Annie Allen

Annie Emma Allen was born on 1st November c.1852; one of an extensive and well-known Pembrokeshire landowning family. Her brothers included an eminent archaeologist, a County Court Judge and another who emigrated to Shanghai. Annie however, was no less of an adventurer and lived with at least two of her sisters at Cilrhiw, near Narberth.

Her home, ‘a Georgian residence…on (the) Slebech estate’ was ‘greatly improved’ by her grandfather Lancelot Bough Allen, and by the 1910s, Annie and her sister Rachel were hosting community teas and ‘fundraising bazaars’ in the house and gardens.

A devout Christian, Annie dedicated much of her time and wealth to charitable pursuits from sending gifts to wounded soldiers at Cottesmore Auxiliary Hospital during WWI to ‘(giving) the children lessons in sewing’ at Narberth Workhouse. Such was their benevolence towards the workhouse ‘inmates’, the site of the building is now known as ‘Allensbank’.

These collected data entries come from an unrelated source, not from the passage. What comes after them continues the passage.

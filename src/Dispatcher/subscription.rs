// Consumer side: a subscription owns a position cursor into the log and
// reads forward from it up to a limit it derives from the dispatcher.

use std::fmt;
use std::panic::{self, AssertUnwindSafe};
use std::sync::atomic::{AtomicU8, Ordering};
use std::sync::Arc;

use super::block_peek::BlockPeek;
use super::dispatcher::DispatcherContext;
use super::handler::{Fragment, FragmentHandler, FragmentOutcome};
use crate::Core::view::BufferView;
use crate::Dispatcher::Buffer::frame::{self, FrameStatus, FLAG_BATCH_BEGIN, FLAG_BATCH_END, FLAG_FAILED};
use crate::Dispatcher::Buffer::position::{partition_id, partition_offset, position, AtomicPosition};

const STATE_OPEN: u8 = 0;
const STATE_CLOSING: u8 = 1;
const STATE_CLOSED: u8 = 2;

#[derive(Clone, Copy, Debug, Eq, PartialEq)]
pub enum SubscriptionStatus {
    Open,
    /// Removed from the dispatcher; reads in flight may still finish.
    Closing,
    Closed,
}

/// The part of a subscription the dispatcher shares: identity and position.
pub struct SubscriptionState {
    id: usize,
    name: String,
    position: AtomicPosition,
    state: AtomicU8,
}

impl SubscriptionState {
    pub(crate) fn new(id: usize, name: String, initial_position: i64) -> Self {
        Self {
            id,
            name,
            position: AtomicPosition::new(initial_position),
            state: AtomicU8::new(STATE_OPEN),
        }
    }

    pub fn id(&self) -> usize {
        self.id
    }

    pub fn name(&self) -> &str {
        &self.name
    }

    #[inline]
    pub fn position(&self) -> i64 {
        self.position.get()
    }

    #[inline]
    pub(crate) fn set_position(&self, value: i64) {
        self.position.set(value);
    }

    pub fn status(&self) -> SubscriptionStatus {
        match self.state.load(Ordering::Acquire) {
            STATE_OPEN => SubscriptionStatus::Open,
            STATE_CLOSING => SubscriptionStatus::Closing,
            _ => SubscriptionStatus::Closed,
        }
    }

    pub(crate) fn set_closing(&self) {
        let _ = self.state.compare_exchange(
            STATE_OPEN,
            STATE_CLOSING,
            Ordering::AcqRel,
            Ordering::Acquire,
        );
    }

    pub(crate) fn set_closed(&self) {
        self.state.store(STATE_CLOSED, Ordering::Release);
    }

    #[inline]
    fn is_open(&self) -> bool {
        self.state.load(Ordering::Acquire) == STATE_OPEN
    }
}

impl fmt::Debug for SubscriptionState {
    fn fmt(&self, f: &mut fmt::Formatter<'_>) -> fmt::Result {
        f.debug_struct("SubscriptionState")
            .field("id", &self.id)
            .field("name", &self.name)
            .field("position", &self.position)
            .field("status", &self.status())
            .finish()
    }
}

/// Where a subscription's readable range ends.
pub(crate) enum ReadLimit {
    /// Everything published so far.
    Publisher,
    /// Whatever the previous pipeline stage has consumed.
    Predecessor(Arc<SubscriptionState>),
}

/// A consumer handle. Single owner: every read takes `&mut self`.
pub struct Subscription {
    context: Arc<DispatcherContext>,
    state: Arc<SubscriptionState>,
    limit: ReadLimit,
}

impl Subscription {
    pub(crate) fn new(
        context: Arc<DispatcherContext>,
        state: Arc<SubscriptionState>,
        limit: ReadLimit,
    ) -> Self {
        Self {
            context,
            state,
            limit,
        }
    }

    pub fn id(&self) -> usize {
        self.state.id()
    }

    pub fn name(&self) -> &str {
        self.state.name()
    }

    /// Position of the next unread byte.
    pub fn position(&self) -> i64 {
        self.state.position()
    }

    pub fn status(&self) -> SubscriptionStatus {
        self.state.status()
    }

    pub fn is_closed(&self) -> bool {
        !self.readable()
    }

    pub(crate) fn state(&self) -> &Arc<SubscriptionState> {
        &self.state
    }

    /// Highest position this subscription may read up to right now.
    pub fn limit(&self) -> i64 {
        match &self.limit {
            ReadLimit::Publisher => self.context.publisher_position(),
            ReadLimit::Predecessor(previous) => previous.position(),
        }
    }

    /// Whether there may be something to read.
    pub fn has_available(&self) -> bool {
        self.readable() && self.limit() > self.position()
    }

    #[inline]
    fn readable(&self) -> bool {
        self.state.is_open() && !self.context.is_closed()
    }

    /// Hand up to `max_fragments` fragments to `handler`, consuming each one
    /// whatever the handler returns. Returns the number of fragments read.
    ///
    /// A panicking handler does not stop the scan: the panic is logged, the
    /// fragment is flagged failed and reading continues after it.
    pub fn poll<H>(&mut self, handler: &mut H, max_fragments: usize) -> usize
    where
        H: FragmentHandler + ?Sized,
    {
        self.read_fragments(handler, max_fragments, false)
    }

    /// Like [`poll`](Self::poll), but a [`FragmentOutcome::Postpone`] stops
    /// the scan at that fragment, leaving it for the next call.
    pub fn peek_and_consume<H>(&mut self, handler: &mut H, max_fragments: usize) -> usize
    where
        H: FragmentHandler + ?Sized,
    {
        self.read_fragments(handler, max_fragments, true)
    }

    fn read_fragments<H>(&mut self, handler: &mut H, max_fragments: usize, honor_postpone: bool) -> usize
    where
        H: FragmentHandler + ?Sized,
    {
        if !self.readable() {
            return 0;
        }

        let log_buffer = self.context.log_buffer();
        let partition_size = log_buffer.partition_size();
        let limit = self.limit();
        let start = self.state.position();
        let mut current_id = partition_id(start);
        let mut offset = partition_offset(start);
        let mut fragments_read = 0;

        while fragments_read < max_fragments && position(current_id, offset) < limit {
            let buffer = log_buffer.partition(current_id).data();
            match frame::frame_status(buffer, offset) {
                FrameStatus::Pending => break,
                FrameStatus::Padding { aligned_length } => {
                    offset += aligned_length;
                    if offset >= partition_size {
                        current_id += 1;
                        offset = 0;
                    }
                }
                FrameStatus::Message {
                    payload_length,
                    aligned_length,
                } => {
                    let next_position = position(current_id, offset + aligned_length);
                    // SAFETY: committed frame ahead of our position; nothing
                    // rewrites it until every subscriber has passed it.
                    let payload = unsafe { buffer.slice(frame::message_offset(offset), payload_length) };
                    let fragment = Fragment::new(
                        payload,
                        frame::read_stream_id(buffer, offset),
                        frame::read_flags(buffer, offset),
                        next_position,
                    );

                    let outcome = match panic::catch_unwind(AssertUnwindSafe(|| handler.on_fragment(&fragment))) {
                        Ok(outcome) => outcome,
                        Err(_) => {
                            tracing::error!(
                                subscription = self.state.name(),
                                position = next_position,
                                "fragment handler panicked, marking fragment failed"
                            );
                            FragmentOutcome::Failed
                        }
                    };

                    match outcome {
                        FragmentOutcome::Postpone if honor_postpone => break,
                        FragmentOutcome::Failed => frame::set_flag(buffer, offset, FLAG_FAILED),
                        FragmentOutcome::Consume | FragmentOutcome::Postpone => {}
                    }
                    offset += aligned_length;
                    fragments_read += 1;
                }
            }
        }

        let end = position(current_id, offset);
        if end != start {
            self.state.set_position(end);
        }
        fragments_read
    }

    /// Peek a block of contiguous committed fragments of at most
    /// `max_block_size` bytes.
    ///
    /// With `stream_aware` the block stops before the first fragment whose
    /// stream id differs from the first one. Batches are never split: a batch
    /// that does not fit ends the block before it, unless it is the first
    /// thing in the block, in which case it is returned alone. A single
    /// fragment larger than `max_block_size` is likewise returned alone.
    ///
    /// Padding at the current position is consumed as a side effect.
    pub fn peek_block(&mut self, max_block_size: usize, stream_aware: bool) -> Option<BlockPeek<'_>> {
        if !self.readable() {
            return None;
        }

        let log_buffer = self.context.log_buffer();
        let partition_size = log_buffer.partition_size();
        let limit = self.limit();
        let start = self.state.position();
        let mut current_id = partition_id(start);
        let mut offset = partition_offset(start);

        // skip padding in front of the block
        while position(current_id, offset) < limit {
            let buffer = log_buffer.partition(current_id).data();
            match frame::frame_status(buffer, offset) {
                FrameStatus::Padding { aligned_length } => {
                    offset += aligned_length;
                    if offset >= partition_size {
                        current_id += 1;
                        offset = 0;
                    }
                }
                _ => break,
            }
        }
        if position(current_id, offset) != start {
            self.state.set_position(position(current_id, offset));
        }

        let buffer = *log_buffer.partition(current_id).data();
        let block_offset = offset;
        let mut scan = offset;
        let mut first_stream_id = None;

        while position(current_id, scan) < limit {
            let aligned_length = match frame::frame_status(&buffer, scan) {
                FrameStatus::Message { aligned_length, .. } => aligned_length,
                FrameStatus::Pending | FrameStatus::Padding { .. } => break,
            };

            let stream_id = frame::read_stream_id(&buffer, scan);
            if stream_aware && first_stream_id.map_or(false, |first| first != stream_id) {
                break;
            }

            let flags = frame::read_flags(&buffer, scan);
            let unit_length = if frame::is_flag_set(flags, FLAG_BATCH_BEGIN) {
                match batch_length(&buffer, scan) {
                    Some(length) => length,
                    None => break,
                }
            } else {
                aligned_length
            };

            if position(current_id, scan + unit_length) > limit {
                break;
            }
            let block_length = scan - block_offset;
            if block_length > 0 && block_length + unit_length > max_block_size {
                break;
            }

            first_stream_id.get_or_insert(stream_id);
            scan += unit_length;
        }

        let block_length = scan - block_offset;
        if block_length == 0 {
            return None;
        }
        Some(BlockPeek::new(&self.state, buffer, current_id, block_offset, block_length))
    }
}

/// Bytes from a BATCH_BEGIN fragment through its BATCH_END fragment, or
/// `None` if the batch is not fully readable.
fn batch_length(buffer: &BufferView, batch_offset: usize) -> Option<usize> {
    let mut offset = batch_offset;
    loop {
        match frame::frame_status(buffer, offset) {
            FrameStatus::Message { aligned_length, .. } => {
                let flags = frame::read_flags(buffer, offset);
                offset += aligned_length;
                if frame::is_flag_set(flags, FLAG_BATCH_END) {
                    return Some(offset - batch_offset);
                }
            }
            FrameStatus::Pending | FrameStatus::Padding { .. } => return None,
        }
    }
}

impl fmt::Debug for Subscription {
    fn fmt(&self, f: &mut fmt::Formatter<'_>) -> fmt::Result {
        crate::Debug::StructDebug::debug_subscription(self, f)
    }
}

As well as having ‘entertained the (workhouse) girls to a tea party’ or ‘(holding) a service’ there, the Allen sisters also took a pro-active approach to improving the day to day lives of the poor. In December 1909, Kate Allen wrote to the Narberth Board of Guardians to ‘draw (their) attention…to the fact that the children in the Workhouse are suffering from an epidemic of whooping cough, and that one child has been very seriously ill indeed…’ She continues: ‘the other children are not receiving proper attention. They have not had any regular outdoor exercise for more than a month; their clothes are not tidy and they are not kept personally clean’. Kate continued to use her influence to exert pressure on the guardians writing: ‘To sum up, I feel sure that the Guardians will see that it is their duty to take immediate steps to ameliorate the condition of the children in the Narberth Workhouse, which is at present deplorable’.

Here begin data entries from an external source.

// Fixed ring of partitions over one storage region.
//
// Logical partition ids grow without bound; the physical partition for id `n`
// is `n % partition_count`. Rotating from `n` to `n + 1` marks `n + 2` for
// cleaning, which is the partition that will become active next. The old
// generation it holds is only zeroed once every reader has left it.

use crossbeam_utils::CachePadded;
use std::fmt;
use std::sync::atomic::AtomicI32;
use std::sync::atomic::Ordering::{AcqRel, Acquire};

use super::partition::Partition;
use crate::Core::view::BufferView;
use crate::Core::Storage::StorageBackend;

pub struct LogBuffer {
    partitions: Box<[Partition]>,
    partition_size: usize,
    active_partition_id: CachePadded<AtomicI32>,
    // Dropped last: every partition view points into it.
    storage: Box<dyn StorageBackend>,
}

impl LogBuffer {
    /// Split `storage` into `partition_count` partitions of `partition_size`.
    ///
    /// `storage` must hold at least `partition_count * partition_size` bytes
    /// and `partition_size` must be a multiple of the frame alignment.
    pub fn new(
        storage: Box<dyn StorageBackend>,
        partition_count: usize,
        partition_size: usize,
    ) -> Self {
        assert!(
            storage.size() >= partition_count * partition_size,
            "storage of {} bytes cannot hold {partition_count} partitions of {partition_size} bytes",
            storage.size()
        );
        // SAFETY: the backend owns `size()` writable bytes, aligned to
        // STORAGE_ALIGNMENT, and lives as long as `self`.
        let whole = unsafe { BufferView::new(storage.as_ptr(), storage.size()) };
        let partitions = (0..partition_count)
            .map(|i| Partition::new(i, whole.slice_view(i * partition_size, partition_size)))
            .collect();

        Self {
            partitions,
            partition_size,
            active_partition_id: CachePadded::new(AtomicI32::new(0)),
            storage,
        }
    }

    #[inline]
    pub fn partition_size(&self) -> usize {
        self.partition_size
    }

    #[inline]
    pub fn partition_count(&self) -> usize {
        self.partitions.len()
    }

    pub fn is_file_backed(&self) -> bool {
        self.storage.is_file_backed()
    }

    /// Resolve a logical partition id to its physical partition.
    #[inline]
    pub fn partition(&self, id: i32) -> &Partition {
        &self.partitions[id as usize % self.partitions.len()]
    }

    #[inline]
    pub fn active_partition_id(&self) -> i32 {
        self.active_partition_id.load(Acquire)
    }

    /// Rotate production from `filled_id` to the next partition.
    ///
    /// Called only by the producer that wrote the terminal padding of
    /// `filled_id`. Returns false if the active partition had already moved.
    pub fn on_active_partition_filled(&self, filled_id: i32) -> bool {
        let next_id = filled_id + 1;
        // Marked before the rotation is published so the conductor sees it
        // no later than any producer sees the new active partition.
        let retired_id = next_id + 1 - self.partitions.len() as i32;
        self.partition(next_id + 1).mark_needs_cleaning(retired_id);
        let rotated = self
            .active_partition_id
            .compare_exchange(filled_id, next_id, AcqRel, Acquire)
            .is_ok();
        if rotated {
            tracing::debug!(
                filled = filled_id,
                active = next_id,
                "rotated active partition"
            );
        }
        rotated
    }

    /// Zero every marked partition whose old generation lies behind
    /// `slowest_partition_id`, the partition of the slowest reader. Returns
    /// how many were cleaned.
    pub fn clean_partitions(&self, slowest_partition_id: i32) -> usize {
        let mut cleaned = 0;
        for partition in self.partitions.iter() {
            if partition.can_clean(slowest_partition_id) {
                partition.clean();
                cleaned += 1;
                tracing::debug!(partition = partition.index(), "cleaned partition");
            } else if partition.needs_cleaning() {
                tracing::trace!(
                    partition = partition.index(),
                    slowest = slowest_partition_id,
                    "cleaning deferred, a reader is still behind"
                );
            }
        }
        cleaned
    }
}

impl fmt::Debug for LogBuffer {
    fn fmt(&self, f: &mut fmt::Formatter<'_>) -> fmt::Result {
        f.debug_struct("LogBuffer")
            .field("partition_count", &self.partition_count())
            .field("partition_size", &self.partition_size)
            .field("active_partition_id", &self.active_partition_id())
            .field("storage", &self.storage)
            .finish()
    }
}

#[cfg(test)]
mod tests {
    use super::*;
    use crate::Core::alloc::{allocate, Allocation};
    use crate::Dispatcher::Buffer::partition::Reservation;

    fn log_buffer(partition_size: usize) -> LogBuffer {
        let storage = allocate(3 * partition_size, Allocation::Heap).unwrap();
        LogBuffer::new(storage, 3, partition_size)
    }

    #[test]
    fn logical_ids_wrap_onto_physical_partitions() {
        let log = log_buffer(1024);
        assert_eq!(log.partition(0).index(), 0);
        assert_eq!(log.partition(2).index(), 2);
        assert_eq!(log.partition(3).index(), 0);
        assert_eq!(log.partition(7).index(), 1);
    }

    #[test]
    fn partitions_do_not_overlap() {
        let log = log_buffer(1024);
        let first = log.partition(0).data().as_ptr() as usize;
        let second = log.partition(1).data().as_ptr() as usize;
        assert_eq!(second - first, 1024);
        assert_eq!(log.partition(1).size(), 1024);
    }

    #[test]
    fn rotation_marks_partition_after_next_for_cleaning() {
        let log = log_buffer(1024);
        assert_eq!(log.active_partition_id(), 0);

        assert!(log.on_active_partition_filled(0));
        assert_eq!(log.active_partition_id(), 1);
        assert!(log.partition(2).needs_cleaning());
        assert!(!log.partition(1).needs_cleaning());

        // a stale rotation does nothing
        assert!(!log.on_active_partition_filled(0));
        assert_eq!(log.active_partition_id(), 1);
    }

    #[test]
    fn cleaning_makes_a_filled_partition_reusable() {
        let log = log_buffer(1024);
        let p0 = log.partition(0);
        assert!(matches!(p0.reserve(1024), Reservation::PaddingAtEnd));
        log.on_active_partition_filled(0);
        log.on_active_partition_filled(1);
        assert!(p0.needs_cleaning());

        assert_eq!(log.clean_partitions(1), 2);
        assert_eq!(p0.tail_volatile(), 0);
        assert!(matches!(p0.reserve(16), Reservation::Reserved { frame_offset: 0, .. }));
        assert_eq!(log.clean_partitions(1), 0);
    }

    #[test]
    fn cleaning_waits_for_the_slowest_reader() {
        let log = log_buffer(1024);
        log.on_active_partition_filled(0);
        log.on_active_partition_filled(1);
        log.on_active_partition_filled(2);
        // rotating 2 -> 3 marks physical 1, which still holds generation 1
        assert!(log.partition(4).needs_cleaning());

        // a reader in 0 only releases the empty generation -1 (physical 2)
        assert_eq!(log.clean_partitions(0), 1);
        assert!(log.partition(3).needs_cleaning());
        // a reader in 1 releases generation 0 but not 1
        assert_eq!(log.clean_partitions(1), 1);
        assert!(!log.partition(3).needs_cleaning());
        assert!(log.partition(4).needs_cleaning());

        assert_eq!(log.clean_partitions(2), 1);
        assert!(!log.partition(4).needs_cleaning());
    }
}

In her younger years Annie Allen was fortunate to travel extensively. Her personal archive of watercolour paintings provide a valuable insight into…….Annie also saw it as her Christian duty to travel to Africa ‘under the Church Missionary Society’. However, while there, she was ‘sent to assist at the hospital at Kampala…(where she) continued to run the hospital until the arrival of a doctor a year later’. She also ‘opened a school and taught there for many years’ and the ‘King of Toro was born during her residence there and Miss Allen became his Godmother’ (Pembrokeshire Herald & General Advertiser, 1909-10). Evidence suggests that Annie was held in high regard by the people she met on her travels and that she and her sisters were both practical and generous with their wealth.

Annie Allen died in December 1941, aged 89 years and her ethnographical collection is held in the archive at Narberth Museum.